A third of local fund managers find SA equities undervalued, survey finds
Most local investors expect economic conditions in SA to improve, but are frustrated with the slow pace of reform
A Bank of America (BoA) survey of 12 SA fund managers has found that one-third of them see local equities as undervalued, the most since 2011, while a similar proportion regard the country’s bonds as cheap, the most since 2013.
Most of the local investors expect economic conditions in the country to improve, though they are frustrated with the slow pace of reform, the survey shows. Foreign investors have a similar attitude, analysts from the bank said at a presentation in Johannesburg on Friday.
“Foreign investors are lightly positioned and this could be an opportunity if things fall into place,” said David Hauner, the bank’s head of emerging-market cross-asset research and economics. “The bar for positive surprises is low.”
For now, the slow progress the government is making in getting its strained finances in order and igniting growth is keeping foreign investors on the sidelines.
“They are saying, why are things taking so long,” said John Morris, the bank’s SA strategist. “It’s an opportunity cost. The foreigners are in limbo.
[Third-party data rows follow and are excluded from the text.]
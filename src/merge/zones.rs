//! Zone and channel synthesis
//!
//! Every repeater in the directory owns a zone of the same name. Those zones
//! are rebuilt from scratch on every run: one channel per group of the
//! repeater's groupset, each a copy of the digital base channel with the
//! repeater's frequencies, color code, and the group as its contact.
//!
//! Zones the directory does not know about ("extra" zones) are carried over
//! unchanged, along with the channels they reference. Channels referenced only
//! by directory-managed zones are discarded with those zones.

use log::{debug, info};
use rust_decimal::Decimal;
use std::collections::HashSet;

use super::names::allocate_name;
use crate::codeplug::{Channel, Codeplug, Zone};
use crate::config::Limits;
use crate::directory::{Directory, Repeater};
use crate::error::{Error, Result};
use crate::frequency;

/// What synthesis did to the zone and channel lists.
#[derive(Debug, Clone, Copy, Default, PartialEq, Eq)]
pub struct ZoneStats {
    pub zones_carried: usize,
    pub channels_carried: usize,
    pub zones_synthesized: usize,
    pub channels_synthesized: usize,
}

/// The per-repeater values written into each of its channels.
#[derive(Debug, Clone, PartialEq, Eq)]
struct RepeaterPlan {
    tx_frequency: String,
    rx_frequency: String,
    color_code: String,
}

impl RepeaterPlan {
    fn for_repeater(repeater: &Repeater) -> Result<Self> {
        let transmit = required_decimal(repeater, "frequency", repeater.frequency.as_deref())?;
        let offset = required_decimal(repeater, "offset", repeater.offset.as_deref())?;
        let color_code = repeater.color.clone().ok_or_else(|| Error::MissingField {
            repeater: repeater.name.clone(),
            field: "color",
        })?;

        Ok(Self {
            tx_frequency: frequency::format(transmit),
            rx_frequency: frequency::format(frequency::receive_frequency(transmit, offset)),
            color_code,
        })
    }
}

fn required_decimal(
    repeater: &Repeater,
    field: &'static str,
    text: Option<&str>,
) -> Result<Decimal> {
    let text = text.ok_or_else(|| Error::MissingField {
        repeater: repeater.name.clone(),
        field,
    })?;
    frequency::parse(text).ok_or_else(|| Error::InvalidFrequency {
        repeater: repeater.name.clone(),
        field,
        value: text.to_string(),
    })
}

/// Collect the zones the directory does not manage and the channels they
/// reference, in reference order. Each channel is taken at most once.
fn carry_over(codeplug: &Codeplug, directory: &Directory) -> (Vec<Zone>, Vec<Channel>) {
    let extra_zones: Vec<Zone> = codeplug
        .zones
        .iter()
        .filter(|zone| !directory.has_repeater(&zone.name))
        .cloned()
        .collect();

    let mut taken = vec![false; codeplug.channels.len()];
    let mut pool = Vec::new();

    for zone in &extra_zones {
        for name in zone.channel_names() {
            let mut found = false;
            for (index, channel) in codeplug.channels.iter().enumerate() {
                if channel.name != *name {
                    continue;
                }
                found = true;
                if !taken[index] {
                    taken[index] = true;
                    pool.push(channel.clone());
                }
            }
            if !found {
                debug!(
                    "Zone '{}' references missing channel '{}'; skipping",
                    zone.name, name
                );
            }
        }
    }

    (extra_zones, pool)
}

/// Build one directory-managed zone, appending its channels to `pool` and
/// registering their names in `used`.
fn build_zone(
    repeater: &Repeater,
    directory: &Directory,
    limits: &Limits,
    used: &mut HashSet<String>,
    pool: &mut Vec<Channel>,
) -> Result<Zone> {
    limits.check_name("zone", &repeater.name)?;
    let mut zone = Zone::new(&repeater.name);

    let Some(groupset) = repeater.groupset_name() else {
        info!("Repeater '{}' has no groupset; zone left empty", repeater.name);
        return Ok(zone);
    };

    let groups = directory
        .groupset(groupset)
        .ok_or_else(|| Error::UnknownGroupset {
            repeater: repeater.name.clone(),
            groupset: groupset.to_string(),
        })?;
    if groups.is_empty() {
        return Ok(zone);
    }

    let plan = RepeaterPlan::for_repeater(repeater)?;
    let mut channel_names = Vec::with_capacity(groups.len());

    for group in groups {
        let name = allocate_name(&zone.name, group, &*used, limits);
        limits.check_name("channel", &name)?;
        used.insert(name.clone());

        channel_names.push(name.clone());
        if channel_names.len() > limits.max_zone_channels {
            return Err(Error::ZoneOverflow {
                zone: zone.name.clone(),
                limit: limits.max_zone_channels,
            });
        }

        let mut channel = Channel::from_template(&directory.digital_base_channel, &name);
        channel.set("ContactName", group.as_str());
        channel.set("TxFrequency", plan.tx_frequency.as_str());
        channel.set("RxFrequency", plan.rx_frequency.as_str());
        channel.set("ColorCode", plan.color_code.as_str());
        debug!("Channel '{}' in zone '{}' -> {}", name, zone.name, group);
        pool.push(channel);
    }

    zone.channel = Some(channel_names);
    Ok(zone)
}

/// Rebuild the codeplug's zones and channels from the directory.
///
/// The result is computed in full before the codeplug is touched, so on error
/// its zones and channels are unchanged.
pub fn synthesize_zones(
    codeplug: &mut Codeplug,
    directory: &Directory,
    limits: &Limits,
) -> Result<ZoneStats> {
    let (mut zones, mut pool) = carry_over(codeplug, directory);
    let mut stats = ZoneStats {
        zones_carried: zones.len(),
        channels_carried: pool.len(),
        ..Default::default()
    };

    let mut used: HashSet<String> = pool.iter().map(|channel| channel.name.clone()).collect();

    for repeater in &directory.repeaters {
        let zone = build_zone(repeater, directory, limits, &mut used, &mut pool)?;
        stats.zones_synthesized += 1;
        stats.channels_synthesized += zone.channel_names().len();
        zones.push(zone);
    }

    codeplug.zones = zones;
    codeplug.channels = pool;
    Ok(stats)
}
It’s wait and see while focusing on other countries.”
Among equities, platinum, beverages and tobacco are the most favoured while fund managers are also buying more general miners and retailers, the survey shows.
While SA’s credit rating is expected to be cut to junk by Moody’s Investors Service in 2020, meaning that government bonds would fall out of key indexes, the market has already anticipated this, according to the analysts.